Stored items

........

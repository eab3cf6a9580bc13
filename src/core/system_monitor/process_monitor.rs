//! Process table with a cheap CPU-only refresh path.
//!
//! A full refresh (slow, e.g. every few seconds) reads the whole process table
//! and caches name, memory and status. A fast update (e.g. every 500 ms) only
//! takes CPU time readings and reuses the cached details. Both paths share one
//! [`SnapshotEngine`], so they can run from different periodic tasks.

use std::collections::{HashMap, HashSet};
use std::time::Instant;

use parking_lot::Mutex;

use super::metrics::{CpuSample, ProcessInfo, ProcessSample};
use super::snapshot_engine::SnapshotEngine;

#[derive(Debug, Clone)]
struct CachedDetails {
    name: String,
    memory_bytes: u64,
    status: String,
}

#[derive(Debug)]
struct MonitorState {
    engine: SnapshotEngine<u32>,
    details: HashMap<u32, CachedDetails>,
    initialized: bool,
}

/// Thread-safe per-process CPU tracker.
#[derive(Debug)]
pub struct ProcessMonitor {
    state: Mutex<MonitorState>,
}

impl ProcessMonitor {
    pub fn new(cores: usize) -> Self {
        Self {
            state: Mutex::new(MonitorState {
                engine: SnapshotEngine::new(cores),
                details: HashMap::new(),
                initialized: false,
            }),
        }
    }

    /// Whether a full refresh has completed at least once.
    pub fn is_initialized(&self) -> bool {
        self.state.lock().initialized
    }

    pub fn tracked(&self) -> usize {
        self.state.lock().details.len()
    }

    pub fn full_refresh(&self, samples: Vec<ProcessSample>) -> Vec<ProcessInfo> {
        self.full_refresh_at(Instant::now(), samples)
    }

    /// Replace the cached table with `samples` taken at `taken_at`.
    ///
    /// Processes seen for the first time report 0% CPU. Pids missing from
    /// `samples` are forgotten.
    pub fn full_refresh_at(&self, taken_at: Instant, samples: Vec<ProcessSample>) -> Vec<ProcessInfo> {
        let mut state = self.state.lock();
        let alive: HashSet<u32> = samples.iter().map(|s| s.pid).collect();

        let mut processes = Vec::with_capacity(samples.len());
        for sample in samples {
            let cpu_percent = state
                .engine
                .observe_cpu(sample.pid, taken_at, sample.cpu_time_ms);

            processes.push(ProcessInfo {
                pid: sample.pid,
                name: sample.name.clone(),
                cpu_percent,
                memory_bytes: sample.memory_bytes,
                status: sample.status.clone(),
            });
            state.details.insert(
                sample.pid,
                CachedDetails {
                    name: sample.name,
                    memory_bytes: sample.memory_bytes,
                    status: sample.status,
                },
            );
        }

        let pruned = state.engine.retain(|pid| alive.contains(pid));
        state.details.retain(|pid, _| alive.contains(pid));
        state.initialized = true;

        if pruned > 0 {
            log::trace!("Process monitor pruned {} exited processes", pruned);
        }

        sort_by_cpu(&mut processes);
        processes
    }

    pub fn fast_update(&self, samples: Vec<CpuSample>) -> Vec<ProcessInfo> {
        self.fast_update_at(Instant::now(), samples)
    }

    /// Recompute CPU usage for already known processes.
    ///
    /// Returns nothing before the first full refresh. Unknown pids wait for
    /// the next full refresh; known pids absent from `samples` have exited and
    /// are dropped.
    pub fn fast_update_at(&self, taken_at: Instant, samples: Vec<CpuSample>) -> Vec<ProcessInfo> {
        let mut state = self.state.lock();
        if !state.initialized {
            return Vec::new();
        }

        let mut seen = HashSet::with_capacity(samples.len());
        let mut processes = Vec::with_capacity(samples.len());
        for sample in samples {
            let Some(details) = state.details.get(&sample.pid).cloned() else {
                continue;
            };
            seen.insert(sample.pid);
            let cpu_percent = state
                .engine
                .observe_cpu(sample.pid, taken_at, sample.cpu_time_ms);
            processes.push(ProcessInfo {
                pid: sample.pid,
                name: details.name,
                cpu_percent,
                memory_bytes: details.memory_bytes,
                status: details.status,
            });
        }

        state.engine.retain(|pid| seen.contains(pid));
        state.details.retain(|pid, _| seen.contains(pid));

        sort_by_cpu(&mut processes);
        processes
    }
}

fn sort_by_cpu(processes: &mut [ProcessInfo]) {
    processes.sort_by(|a, b| {
        b.cpu_percent
            .partial_cmp(&a.cpu_percent)
            .unwrap_or(std::cmp::Ordering::Equal)
            .then(a.pid.cmp(&b.pid))
    });
}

........

*ASSIGNMENT*
Could you repeat exactly the lines above from the line with "pub fn new(cores: usize)" up to and including the line with "pub fn full_refresh(&self, samples: Vec<ProcessSample>)", and only those?

*ANSWER FOR THE TASK*
    pub fn new(cores: usize) -> Self {
        Self {
            state: Mutex::new(MonitorState {
                engine: SnapshotEngine::new(cores),
                details: HashMap::new(),
                initialized: false,
            }),
        }
    }

    /// Whether a full refresh has completed at least once.
    pub fn is_initialized(&self) -> bool {
        self.state.lock().initialized
    }

    pub fn tracked(&self) -> usize {
        self.state.lock().details.len()
    }

    pub fn full_refresh(&self, samples: Vec<ProcessSample>) -> Vec<ProcessInfo> {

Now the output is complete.